Legends of Callasia is a turn-based strategy game and the first one of its kind I have ever played. Although I do own a copy of TEG, my groups of friends and I have always gravitated towards role-playing game sessions instead. So when I downloaded Legends of Callasia’s demo, available on Steam, I wasn’t really sure if I would be any good at it, but I was excited to try it out.
Legends of Callasia
To my immediate relief, the game is very accessible from the start. One of my favorite features was the tutorial, which is a small campaign in itself and playable within a few minutes. It was very satisfactory to actually complete a level while learning how to play the game. After that stage I was ready to see what other maps I could conquer.

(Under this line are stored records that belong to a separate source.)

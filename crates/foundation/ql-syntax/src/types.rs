//! Type annotations as written in source

use serde::{Deserialize, Serialize};

/// A type annotation
#[derive(Debug, Clone, PartialEq, Eq, Hash, Serialize, Deserialize)]
#[serde(tag = "kind", rename_all = "snake_case")]
pub enum Type {
    /// `bool`
    Bool,
    /// `int` (64-bit signed)
    Int,
    /// `rune` (a unicode code point)
    Rune,
    /// `string`
    String,
    /// `list<item>`
    List {
        /// Element type
        item: Box<Type>,
    },
    /// `map<key, value>`
    Map {
        /// Key type
        key: Box<Type>,
        /// Value type
        value: Box<Type>,
    },
    /// `set<item>`
    Set {
        /// Element type
        item: Box<Type>,
    },
    /// Reference to a model by name
    Model {
        /// Model name
        name: String,
    },
    /// No value
    Void,
}

impl Type {
    /// `list<item>`
    pub fn list(item: Self) -> Self {
        Self::List {
            item: Box::new(item),
        }
    }

    /// `map<key, value>`
    pub fn map(key: Self, value: Self) -> Self {
        Self::Map {
            key: Box::new(key),
            value: Box::new(value),
        }
    }

    /// `set<item>`
    pub fn set(item: Self) -> Self {
        Self::Set {
            item: Box::new(item),
        }
    }

    /// Named model type
    pub fn model(name: impl Into<String>) -> Self {
        Self::Model { name: name.into() }
    }
}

To start a game on either Campaign or Skirmish mode, you first have to choose a faction. Your options are: The Hundred Kingdoms (ostensibly good guys, led by a hunky knight,) The Faeborne (a host of fae and other magical creatures), and The Revenant (a menacing army of undead). I have played with them all, and I don’t see an obvious advantage to choosing any particular faction, but I will tell you The Revenant are a particularly stylish bunch, and, therefore, my favorites.
Gameplay is simple: during your turn, you choose which actions the leaders of your armies will take, which range from invasion, and the ensuing battles, to building towns and fortresses. If you want to, you may use some of the special cards you may have at your disposal, and once you end your turn, all the actions are executed and battles take place.
To be frank, I am not very interested in battle scenes like these where the player is simply a spectator. Thankfully, the game includes the possibility to skip them altogether and go straight to savor your victory—or lick your wounds. And don’t let Callasia’s friendly look deceive you: It is not a game without challenge, and it requires plenty of patience, strategy, and perseverance to soldier through a campaign. Skirmish mode was more appropriate to my (impatient) style of gaming. During this mode, you have forty turns to conquer as much of the map as you can, with two other factions opposing you.
I had a lot of fun playing these short skirmishes, and I will probably return to Legends of Callasia to see if I can finally muster the patience to win a campaign level. If strategy is your thing, or if, like me, you want to see what it’s about, don’t hesitate to try out the demo. Boomzap recently released an iPad version, and I think Callasia’s aesthetic will really shine on this platform.